Ancestral sequence reconstruction using TreeTime
At the core of TreeTime is a class that models how sequences change along the tree. This class allows to reconstruct likely sequences of internal nodes of the tree. On the command-line, ancestral reconstruction can be done via the command
treetime ancestral --aln data/h3n2_na/h3n2_na_20.fasta --tree data/h3n2_na/h3n2_na_20.nwk --outdir ancestral_results
This command will save a number of files into the directory ancestral_results and generate the output
Inferred GTR model:
Substitution rate (mu): 1.0
Equilibrium frequencies (pi_i):
A: 0.2983
C: 0.1986
G: 0.2353
T: 0.2579
-: 0.01
Symmetrized rates from j->i (W_ij):
A C G T -
A 0 0.8273 2.8038 0.4525 1.031
C 0.8273 0 0.5688 2.8435 1.0561
G 2.8038 0.5688 0 0.6088 1.0462
T 0.4525 2.8435 0.6088 0 1.0418
- 1.031 1.0561 1.0462 1.0418 0
Actual rates from j->i (Q_ij):
A C G T -
A 0 0.2468 0.8363 0.135 0.3075
C 0.1643 0 0.1129 0.5646 0.2097
G 0.6597 0.1338 0 0.1432 0.2462
T 0.1167 0.7332 0.157 0 0.2686
- 0.0103 0.0106 0.0105 0.0104 0
--- alignment including ancestral nodes saved as
ancestral_results/ancestral_sequences.fasta
--- tree saved in nexus format as
ancestral_results/annotated_tree.nexus
TreeTime has inferred a GTR model and used it to reconstruct the most likely ancestral sequences.

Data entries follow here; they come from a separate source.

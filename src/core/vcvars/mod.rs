// vsenv-rs: Visual Studio toolchain environment resolver
//
// SPDX-FileCopyrightText: 2026 Romeo Ahmed
// SPDX-License-Identifier: GPL-3.0-or-later

//! Environment capture from `vcvarsall.bat`.
//!
//! ```text
//! extract_diff(runner, installation, arch, options)
//!   vcvarsall.bat exists?            no --> ScriptNotFound
//!   baseline = options.baseline | Env::current()
//!   write disposable .bat (TempPath, deleted on drop)
//!       chcp 65001 >nul              (utf8 only)
//!       call "<vcvarsall>" <arch>
//!       if errorlevel set, exit with it
//!       echo <marker>
//!       set
//!   cmd.exe /d /q /c <script>        env = baseline, timeout
//!       spawn error / timeout / exit != 0 --> ScriptFailed
//!   parse lines after marker --> Env (after)
//!   compute_diff(baseline, after) --> EnvironmentDiff
//! ```

use bon::Builder;
use std::io::Write;
use std::path::{Path, PathBuf};
use std::time::Duration;
use tempfile::TempPath;
use tracing::{debug, info};

use crate::core::arch::CanonicalArch;
use crate::core::env::container::Env;
use crate::core::env::diff::{DEFAULT_PATH_VARIABLES, EnvironmentDiff, compute_diff, parse_env_dump};
use crate::core::process::{CommandRunner, ProcessBuilder, ProcessFlags};
use crate::core::vs::Installation;
use crate::error::{ProcessError, ResolveError, ResolveResult};
use crate::utility::encoding::Encoding;

/// Line separating vcvarsall's own chatter from the `set` dump. Contains no `=`.
pub const ENV_MARKER: &str = "---- vsenv environment ----";

/// Default wall-clock limit for the setup script.
pub const DEFAULT_SCRIPT_TIMEOUT: Duration = Duration::from_secs(600);

/// Knobs for one extraction.
#[derive(Debug, Clone, Builder)]
pub struct ExtractOptions {
    /// Script location relative to the installation root.
    /// Defaults to `VC\Auxiliary\Build\vcvarsall.bat`.
    #[builder(setters(name = with_script), into)]
    script: Option<PathBuf>,

    #[builder(setters(name = with_timeout), default = DEFAULT_SCRIPT_TIMEOUT)]
    timeout: Duration,

    /// Encoding `cmd.exe` output is decoded with.
    #[builder(setters(name = with_encoding), default)]
    encoding: Encoding,

    /// Directory for the disposable script. Defaults to the system temp dir.
    #[builder(setters(name = with_script_dir), into)]
    script_dir: Option<PathBuf>,

    #[builder(
        setters(name = with_path_variables),
        default = DEFAULT_PATH_VARIABLES.iter().map(ToString::to_string).collect()
    )]
    path_variables: Vec<String>,

    /// Environment to diff against. Defaults to the current process environment.
    #[builder(setters(name = with_baseline))]
    baseline: Option<Env>,

    /// Command interpreter running the script.
    #[builder(setters(name = with_shell), into, default = PathBuf::from("cmd.exe"))]
    shell: PathBuf,
}

impl Default for ExtractOptions {
    fn default() -> Self {
        Self::builder().build()
    }
}

impl ExtractOptions {
    #[must_use]
    pub fn path_variables(&self) -> &[String] {
        &self.path_variables
    }

    /// Where the setup script is expected for `installation`.
    #[must_use]
    pub fn script_path(&self, installation: &Installation) -> PathBuf {
        self.script.as_ref().map_or_else(
            || installation.vcvarsall(),
            |relative| installation.root().join(relative),
        )
    }
}

/// Renders the disposable batch file (CRLF line endings).
#[must_use]
pub fn render_script(vcvarsall: &Path, arch: CanonicalArch, encoding: Encoding) -> String {
    let mut lines = vec!["@echo off".to_string()];
    if let Some(code_page) = encoding.console_code_page() {
        lines.push(format!("chcp {code_page} >nul"));
    }
    lines.push(format!("call \"{}\" {}", vcvarsall.display(), arch.vcvars_arg()));
    lines.push("if %ERRORLEVEL% neq 0 exit /b %ERRORLEVEL%".to_string());
    lines.push(format!("echo {ENV_MARKER}"));
    lines.push("set".to_string());

    let mut script = lines.join("\r\n");
    script.push_str("\r\n");
    script
}

/// Environment dump that follows the marker, or everything if it is absent.
#[must_use]
pub fn after_marker(stdout: &str) -> &str {
    stdout
        .find(ENV_MARKER)
        .map_or(stdout, |at| &stdout[at + ENV_MARKER.len()..])
}

/// Writes `contents` to a fresh `.bat` file in `dir`.
fn write_script(dir: &Path, contents: &str) -> ResolveResult<TempPath> {
    let io_error = |source| ResolveError::ScriptIo {
        dir: dir.to_path_buf(),
        source,
    };

    let mut file = tempfile::Builder::new()
        .prefix("vsenv-")
        .suffix(".bat")
        .tempfile_in(dir)
        .map_err(io_error)?;
    file.write_all(contents.as_bytes()).map_err(io_error)?;
    file.flush().map_err(io_error)?;

    Ok(file.into_temp_path())
}

/// Runs `vcvarsall.bat` for `arch` and returns what it changed.
///
/// The disposable script is removed on every return path.
///
/// # Errors
///
/// - [`ResolveError::ScriptNotFound`] if the setup script is missing. Nothing is spawned.
/// - [`ResolveError::ScriptIo`] if the disposable script cannot be written.
/// - [`ResolveError::ScriptFailed`] if the script cannot run, times out or exits non-zero.
pub async fn extract_diff<R: CommandRunner>(
    runner: &R,
    installation: &Installation,
    arch: CanonicalArch,
    options: &ExtractOptions,
) -> ResolveResult<EnvironmentDiff> {
    let vcvarsall = options.script_path(installation);
    if !vcvarsall.is_file() {
        return Err(ResolveError::ScriptNotFound { path: vcvarsall });
    }

    let baseline = options.baseline.clone().unwrap_or_else(Env::current);

    let dir = options
        .script_dir
        .clone()
        .unwrap_or_else(std::env::temp_dir);
    let script = write_script(&dir, &render_script(&vcvarsall, arch, options.encoding))?;

    info!(arch = %arch, script = %vcvarsall.display(), "Running setup script");
    debug!(path = %script.display(), "Wrote disposable script");

    let command = ProcessBuilder::new(&options.shell)
        .args(["/d", "/q", "/c"])
        .arg(script.as_os_str())
        .name("vcvarsall")
        .env(baseline.clone())
        .flag(ProcessFlags::ALLOW_FAILURE)
        .stdout_encoding(options.encoding)
        .stderr_encoding(options.encoding)
        .timeout(options.timeout);

    let result = runner.run(command).await;
    drop(script);

    let output = result.map_err(|e| script_failed(&vcvarsall, &e))?;
    if !output.success() {
        let stderr = output.stderr().trim();
        let text = if stderr.is_empty() {
            output.stdout().trim()
        } else {
            stderr
        };
        return Err(ResolveError::ScriptFailed {
            script: vcvarsall,
            code: output.exit_code(),
            output: text.to_string(),
        });
    }

    let after = parse_env_dump(after_marker(output.stdout()));
    let diff = compute_diff(&baseline, &after, &options.path_variables);

    debug!(
        set = diff.set.len(),
        prepended = diff.prepended.len(),
        "Computed environment diff"
    );

    Ok(diff)
}

fn script_failed(script: &Path, error: &ProcessError) -> ResolveError {
    ResolveError::ScriptFailed {
        script: script.to_path_buf(),
        code: None,
        output: error.to_string(),
    }
}

#[cfg(test)]
mod tests;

The reconstructed sequences will be written to a file ending in _ancestral.fasta
and a tree with mutations mapped to branches will be saved in nexus format in a file ending on _mutation.nexus
.
Mutations are added as comments to the nexus file like [&mutations="G27A,A58G,A745G,G787A,C1155T,G1247A,G1272A"]
.
Amino acid sequences
Ancestral reconstruction of amino acid sequences works analogously to nucleotide sequences. However, the user has to either explicitly choose an amino acid substitution model (JTT92)
treetime ancestral --tree data/h3n2_na/h3n2_na_20.nwk --aln data/h3n2_na/h3n2_na_20_aa.fasta --gtr JTT92
or specify that this is a protein sequence alignment using the flag --aa
:
treetime ancestral --tree data/h3n2_na/h3n2_na_20.nwk --aln data/h3n2_na/h3n2_na_20_aa.fasta --aa
VCF files as input
In addition to standard fasta files, TreeTime can ingest sequence data in form of vcf files which is common for bacterial data sets where short reads are mapped against a reference and only variable sites are reported. In this case, an additional argument specifying the mapping reference is required.
treetime ancestral --aln data/tb/lee_2015.vcf.gz --vcf-reference data/tb/tb_ref.fasta --tree data/tb/lee_2015.nwk
The ancestral reconstruction is saved as a vcf files with the name ancestral_sequences.vcf
.